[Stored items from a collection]
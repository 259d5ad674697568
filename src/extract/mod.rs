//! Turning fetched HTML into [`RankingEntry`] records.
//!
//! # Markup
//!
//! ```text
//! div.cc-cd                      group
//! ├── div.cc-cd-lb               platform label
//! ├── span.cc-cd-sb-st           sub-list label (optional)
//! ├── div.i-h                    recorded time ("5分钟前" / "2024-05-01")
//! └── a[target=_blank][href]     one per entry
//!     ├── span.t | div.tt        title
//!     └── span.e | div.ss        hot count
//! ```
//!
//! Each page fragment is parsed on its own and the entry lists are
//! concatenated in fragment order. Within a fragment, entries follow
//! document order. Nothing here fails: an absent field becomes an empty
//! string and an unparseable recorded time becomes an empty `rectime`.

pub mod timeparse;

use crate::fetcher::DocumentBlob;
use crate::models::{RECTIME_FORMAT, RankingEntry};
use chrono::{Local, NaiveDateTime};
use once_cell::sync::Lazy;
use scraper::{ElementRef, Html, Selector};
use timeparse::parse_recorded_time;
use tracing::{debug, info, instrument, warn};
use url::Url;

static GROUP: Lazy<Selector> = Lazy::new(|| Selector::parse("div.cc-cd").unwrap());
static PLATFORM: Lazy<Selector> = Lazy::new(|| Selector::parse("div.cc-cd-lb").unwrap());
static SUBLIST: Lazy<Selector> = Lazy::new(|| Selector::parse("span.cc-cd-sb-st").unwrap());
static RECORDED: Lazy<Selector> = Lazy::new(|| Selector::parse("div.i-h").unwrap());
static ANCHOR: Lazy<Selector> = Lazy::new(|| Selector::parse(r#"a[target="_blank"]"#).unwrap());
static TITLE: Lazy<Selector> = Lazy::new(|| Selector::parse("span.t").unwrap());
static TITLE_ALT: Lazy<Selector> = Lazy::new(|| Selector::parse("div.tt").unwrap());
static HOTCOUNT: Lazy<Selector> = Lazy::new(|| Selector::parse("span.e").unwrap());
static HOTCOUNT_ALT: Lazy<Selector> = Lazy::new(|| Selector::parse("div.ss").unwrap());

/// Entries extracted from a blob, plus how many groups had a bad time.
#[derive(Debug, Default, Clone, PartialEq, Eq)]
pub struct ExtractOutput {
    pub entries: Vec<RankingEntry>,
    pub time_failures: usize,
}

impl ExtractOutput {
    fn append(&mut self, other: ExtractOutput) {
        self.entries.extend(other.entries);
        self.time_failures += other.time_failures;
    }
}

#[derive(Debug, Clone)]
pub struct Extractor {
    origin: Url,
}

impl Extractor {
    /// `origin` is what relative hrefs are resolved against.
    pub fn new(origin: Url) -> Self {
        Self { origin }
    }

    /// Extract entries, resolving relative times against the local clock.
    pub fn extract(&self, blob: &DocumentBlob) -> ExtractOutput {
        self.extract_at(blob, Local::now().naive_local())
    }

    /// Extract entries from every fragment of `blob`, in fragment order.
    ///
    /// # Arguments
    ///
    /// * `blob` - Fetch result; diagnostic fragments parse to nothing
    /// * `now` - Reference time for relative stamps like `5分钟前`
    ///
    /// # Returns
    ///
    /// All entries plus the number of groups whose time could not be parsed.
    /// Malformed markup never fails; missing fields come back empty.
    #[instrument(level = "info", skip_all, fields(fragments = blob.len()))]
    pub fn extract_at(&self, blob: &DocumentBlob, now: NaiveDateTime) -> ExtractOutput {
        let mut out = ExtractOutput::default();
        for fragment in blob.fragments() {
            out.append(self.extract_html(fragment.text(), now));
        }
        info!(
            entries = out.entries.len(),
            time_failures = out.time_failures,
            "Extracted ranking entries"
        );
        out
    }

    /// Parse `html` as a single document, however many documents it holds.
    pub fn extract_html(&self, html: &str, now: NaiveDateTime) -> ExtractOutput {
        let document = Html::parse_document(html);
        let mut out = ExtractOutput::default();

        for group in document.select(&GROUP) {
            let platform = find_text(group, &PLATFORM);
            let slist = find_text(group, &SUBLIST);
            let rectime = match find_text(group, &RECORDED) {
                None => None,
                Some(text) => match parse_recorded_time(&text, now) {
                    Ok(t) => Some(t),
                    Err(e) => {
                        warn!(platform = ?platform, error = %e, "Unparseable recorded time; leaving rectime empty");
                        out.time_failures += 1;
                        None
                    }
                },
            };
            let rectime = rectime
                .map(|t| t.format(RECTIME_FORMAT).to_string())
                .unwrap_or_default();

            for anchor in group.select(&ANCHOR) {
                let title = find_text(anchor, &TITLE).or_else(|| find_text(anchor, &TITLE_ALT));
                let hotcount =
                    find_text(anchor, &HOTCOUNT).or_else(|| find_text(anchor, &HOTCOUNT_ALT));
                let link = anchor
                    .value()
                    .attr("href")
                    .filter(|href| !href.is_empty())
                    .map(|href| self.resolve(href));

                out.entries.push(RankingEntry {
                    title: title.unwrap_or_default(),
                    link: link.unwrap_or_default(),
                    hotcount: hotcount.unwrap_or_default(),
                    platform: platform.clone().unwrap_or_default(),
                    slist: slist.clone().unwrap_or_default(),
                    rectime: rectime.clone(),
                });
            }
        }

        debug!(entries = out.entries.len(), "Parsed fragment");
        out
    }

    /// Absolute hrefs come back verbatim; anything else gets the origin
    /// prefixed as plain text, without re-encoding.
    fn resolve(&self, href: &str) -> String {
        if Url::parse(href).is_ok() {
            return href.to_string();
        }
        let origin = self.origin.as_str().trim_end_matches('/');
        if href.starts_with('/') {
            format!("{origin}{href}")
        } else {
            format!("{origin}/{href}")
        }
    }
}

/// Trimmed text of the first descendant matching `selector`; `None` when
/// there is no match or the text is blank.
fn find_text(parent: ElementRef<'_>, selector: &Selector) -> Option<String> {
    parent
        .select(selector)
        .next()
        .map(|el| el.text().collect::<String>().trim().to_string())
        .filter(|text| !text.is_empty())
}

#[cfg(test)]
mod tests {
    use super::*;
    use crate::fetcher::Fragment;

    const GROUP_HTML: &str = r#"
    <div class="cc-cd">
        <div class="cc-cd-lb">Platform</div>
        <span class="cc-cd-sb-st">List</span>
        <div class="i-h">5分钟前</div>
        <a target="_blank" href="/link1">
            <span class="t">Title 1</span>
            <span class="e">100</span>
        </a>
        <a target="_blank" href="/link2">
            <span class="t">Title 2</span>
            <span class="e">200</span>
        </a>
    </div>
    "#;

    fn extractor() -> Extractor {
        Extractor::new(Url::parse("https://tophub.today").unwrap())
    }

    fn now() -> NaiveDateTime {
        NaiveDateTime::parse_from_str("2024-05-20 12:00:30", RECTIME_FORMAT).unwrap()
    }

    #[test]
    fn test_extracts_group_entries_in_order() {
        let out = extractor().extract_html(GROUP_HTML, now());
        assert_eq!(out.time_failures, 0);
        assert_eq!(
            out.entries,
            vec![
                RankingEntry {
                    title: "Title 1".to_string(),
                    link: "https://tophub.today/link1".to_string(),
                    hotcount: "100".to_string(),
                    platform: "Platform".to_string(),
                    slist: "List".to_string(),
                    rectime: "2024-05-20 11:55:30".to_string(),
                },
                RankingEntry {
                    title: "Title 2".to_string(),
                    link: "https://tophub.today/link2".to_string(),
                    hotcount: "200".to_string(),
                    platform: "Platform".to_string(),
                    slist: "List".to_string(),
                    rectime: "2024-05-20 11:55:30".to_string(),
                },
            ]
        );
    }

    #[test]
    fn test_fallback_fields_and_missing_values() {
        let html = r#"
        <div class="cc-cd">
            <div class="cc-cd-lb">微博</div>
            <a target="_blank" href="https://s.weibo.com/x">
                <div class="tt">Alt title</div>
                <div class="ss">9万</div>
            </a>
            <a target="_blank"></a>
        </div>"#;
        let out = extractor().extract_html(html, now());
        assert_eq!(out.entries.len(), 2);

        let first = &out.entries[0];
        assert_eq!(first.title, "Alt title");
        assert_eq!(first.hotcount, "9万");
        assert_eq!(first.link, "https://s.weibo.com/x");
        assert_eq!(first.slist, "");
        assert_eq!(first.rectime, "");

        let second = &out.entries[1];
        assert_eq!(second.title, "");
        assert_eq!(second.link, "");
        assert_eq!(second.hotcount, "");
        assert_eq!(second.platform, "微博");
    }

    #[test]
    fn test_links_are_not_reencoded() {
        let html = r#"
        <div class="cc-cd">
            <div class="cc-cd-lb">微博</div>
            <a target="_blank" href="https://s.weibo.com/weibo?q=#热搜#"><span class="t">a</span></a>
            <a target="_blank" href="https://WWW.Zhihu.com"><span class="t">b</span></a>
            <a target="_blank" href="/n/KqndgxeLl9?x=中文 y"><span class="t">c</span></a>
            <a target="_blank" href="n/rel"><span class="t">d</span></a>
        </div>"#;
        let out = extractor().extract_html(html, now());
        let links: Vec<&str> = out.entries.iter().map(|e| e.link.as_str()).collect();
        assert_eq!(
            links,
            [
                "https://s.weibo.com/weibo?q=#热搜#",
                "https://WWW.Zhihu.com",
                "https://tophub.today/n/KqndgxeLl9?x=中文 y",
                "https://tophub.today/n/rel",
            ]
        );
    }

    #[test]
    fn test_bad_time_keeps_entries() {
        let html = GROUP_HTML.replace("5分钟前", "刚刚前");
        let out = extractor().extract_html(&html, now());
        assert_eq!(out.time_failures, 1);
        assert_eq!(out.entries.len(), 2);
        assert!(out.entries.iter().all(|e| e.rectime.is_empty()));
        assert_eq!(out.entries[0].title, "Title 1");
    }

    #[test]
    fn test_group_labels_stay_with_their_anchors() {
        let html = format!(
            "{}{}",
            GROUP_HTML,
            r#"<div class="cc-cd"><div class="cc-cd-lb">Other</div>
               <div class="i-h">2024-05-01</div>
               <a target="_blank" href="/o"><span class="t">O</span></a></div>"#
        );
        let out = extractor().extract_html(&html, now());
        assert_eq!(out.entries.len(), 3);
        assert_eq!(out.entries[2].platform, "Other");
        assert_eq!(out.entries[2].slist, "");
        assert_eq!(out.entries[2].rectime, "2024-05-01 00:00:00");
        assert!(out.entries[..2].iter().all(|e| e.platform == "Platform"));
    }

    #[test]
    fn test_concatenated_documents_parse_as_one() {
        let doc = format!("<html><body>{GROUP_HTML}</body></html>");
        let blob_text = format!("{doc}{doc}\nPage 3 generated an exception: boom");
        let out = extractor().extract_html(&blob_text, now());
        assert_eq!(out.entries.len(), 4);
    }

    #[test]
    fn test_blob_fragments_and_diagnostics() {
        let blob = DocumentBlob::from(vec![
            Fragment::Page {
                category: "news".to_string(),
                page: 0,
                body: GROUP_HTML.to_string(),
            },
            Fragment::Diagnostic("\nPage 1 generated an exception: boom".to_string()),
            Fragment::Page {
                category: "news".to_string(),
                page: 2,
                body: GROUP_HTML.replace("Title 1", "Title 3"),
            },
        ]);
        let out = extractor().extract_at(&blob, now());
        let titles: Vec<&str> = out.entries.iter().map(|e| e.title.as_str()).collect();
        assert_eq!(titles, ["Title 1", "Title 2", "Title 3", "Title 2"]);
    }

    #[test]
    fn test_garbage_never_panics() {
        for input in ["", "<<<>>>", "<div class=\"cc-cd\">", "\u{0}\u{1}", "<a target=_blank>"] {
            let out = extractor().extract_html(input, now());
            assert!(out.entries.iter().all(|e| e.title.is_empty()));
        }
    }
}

---

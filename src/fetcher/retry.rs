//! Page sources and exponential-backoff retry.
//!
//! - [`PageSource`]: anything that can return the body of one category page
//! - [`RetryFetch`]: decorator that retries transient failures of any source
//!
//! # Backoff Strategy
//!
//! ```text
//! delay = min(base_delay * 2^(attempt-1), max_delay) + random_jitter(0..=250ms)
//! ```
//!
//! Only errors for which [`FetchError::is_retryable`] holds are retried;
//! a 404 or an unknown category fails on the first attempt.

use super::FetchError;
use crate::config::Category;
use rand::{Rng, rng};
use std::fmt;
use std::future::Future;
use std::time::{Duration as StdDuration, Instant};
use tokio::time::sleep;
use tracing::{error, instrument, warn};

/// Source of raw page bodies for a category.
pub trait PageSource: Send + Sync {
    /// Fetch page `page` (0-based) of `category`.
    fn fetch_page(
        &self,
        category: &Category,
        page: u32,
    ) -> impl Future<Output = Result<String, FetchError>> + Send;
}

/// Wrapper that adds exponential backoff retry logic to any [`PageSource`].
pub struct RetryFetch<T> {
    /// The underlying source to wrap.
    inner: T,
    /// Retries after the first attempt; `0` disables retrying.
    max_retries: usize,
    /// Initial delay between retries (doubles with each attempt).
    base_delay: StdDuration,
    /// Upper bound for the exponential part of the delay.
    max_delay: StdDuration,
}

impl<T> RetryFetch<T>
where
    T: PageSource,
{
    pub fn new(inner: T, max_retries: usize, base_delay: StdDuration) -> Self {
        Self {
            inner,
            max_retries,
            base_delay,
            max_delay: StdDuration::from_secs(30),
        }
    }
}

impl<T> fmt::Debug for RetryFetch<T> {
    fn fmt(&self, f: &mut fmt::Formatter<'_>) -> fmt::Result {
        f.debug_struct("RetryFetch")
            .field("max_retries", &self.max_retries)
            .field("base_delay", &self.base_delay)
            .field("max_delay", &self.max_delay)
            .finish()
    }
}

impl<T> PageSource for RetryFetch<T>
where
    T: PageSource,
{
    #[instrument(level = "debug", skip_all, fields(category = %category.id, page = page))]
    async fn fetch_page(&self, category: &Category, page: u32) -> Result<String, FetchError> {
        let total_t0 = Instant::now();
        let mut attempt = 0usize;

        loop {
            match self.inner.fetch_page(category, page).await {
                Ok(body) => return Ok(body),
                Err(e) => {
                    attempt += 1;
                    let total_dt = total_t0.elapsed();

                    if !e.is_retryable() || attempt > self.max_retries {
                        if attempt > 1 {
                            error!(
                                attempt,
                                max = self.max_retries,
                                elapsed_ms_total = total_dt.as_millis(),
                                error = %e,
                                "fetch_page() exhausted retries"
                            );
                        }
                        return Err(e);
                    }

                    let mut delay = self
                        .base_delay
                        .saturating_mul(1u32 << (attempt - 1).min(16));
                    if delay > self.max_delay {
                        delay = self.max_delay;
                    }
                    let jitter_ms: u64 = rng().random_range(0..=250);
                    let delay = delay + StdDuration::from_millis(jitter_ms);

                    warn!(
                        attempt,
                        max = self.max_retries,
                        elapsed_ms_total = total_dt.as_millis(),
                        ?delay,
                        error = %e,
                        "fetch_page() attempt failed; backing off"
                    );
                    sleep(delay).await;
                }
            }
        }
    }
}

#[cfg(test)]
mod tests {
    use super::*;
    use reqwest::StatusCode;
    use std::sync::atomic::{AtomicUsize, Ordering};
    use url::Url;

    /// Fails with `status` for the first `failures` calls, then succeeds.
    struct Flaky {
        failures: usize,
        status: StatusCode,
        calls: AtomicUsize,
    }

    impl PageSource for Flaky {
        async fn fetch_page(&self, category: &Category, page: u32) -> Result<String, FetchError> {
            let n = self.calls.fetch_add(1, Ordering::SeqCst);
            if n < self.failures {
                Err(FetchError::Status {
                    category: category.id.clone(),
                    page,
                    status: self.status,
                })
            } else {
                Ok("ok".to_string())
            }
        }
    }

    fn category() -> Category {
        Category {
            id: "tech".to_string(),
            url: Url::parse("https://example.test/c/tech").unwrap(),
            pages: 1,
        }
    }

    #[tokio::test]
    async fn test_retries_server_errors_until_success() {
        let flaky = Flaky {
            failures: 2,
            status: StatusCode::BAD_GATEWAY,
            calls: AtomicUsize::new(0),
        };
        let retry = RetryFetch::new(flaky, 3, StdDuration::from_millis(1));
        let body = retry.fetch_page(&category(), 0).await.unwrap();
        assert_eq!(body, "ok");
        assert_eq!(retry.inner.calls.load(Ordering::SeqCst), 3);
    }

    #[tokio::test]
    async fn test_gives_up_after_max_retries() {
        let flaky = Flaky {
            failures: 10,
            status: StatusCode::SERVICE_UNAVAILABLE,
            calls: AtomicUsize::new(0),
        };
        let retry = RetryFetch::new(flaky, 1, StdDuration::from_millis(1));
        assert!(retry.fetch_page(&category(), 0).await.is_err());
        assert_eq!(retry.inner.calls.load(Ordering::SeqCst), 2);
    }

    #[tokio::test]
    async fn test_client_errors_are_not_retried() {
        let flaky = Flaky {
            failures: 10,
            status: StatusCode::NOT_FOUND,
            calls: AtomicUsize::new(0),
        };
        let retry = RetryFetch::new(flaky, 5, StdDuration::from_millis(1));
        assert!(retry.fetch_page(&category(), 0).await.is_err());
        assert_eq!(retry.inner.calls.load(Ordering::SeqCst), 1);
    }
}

● WORK TO BE COMPLETED
Determine how many lines of the data above hold the word "static". Output that number only.

● EXERCISE ANSWER
9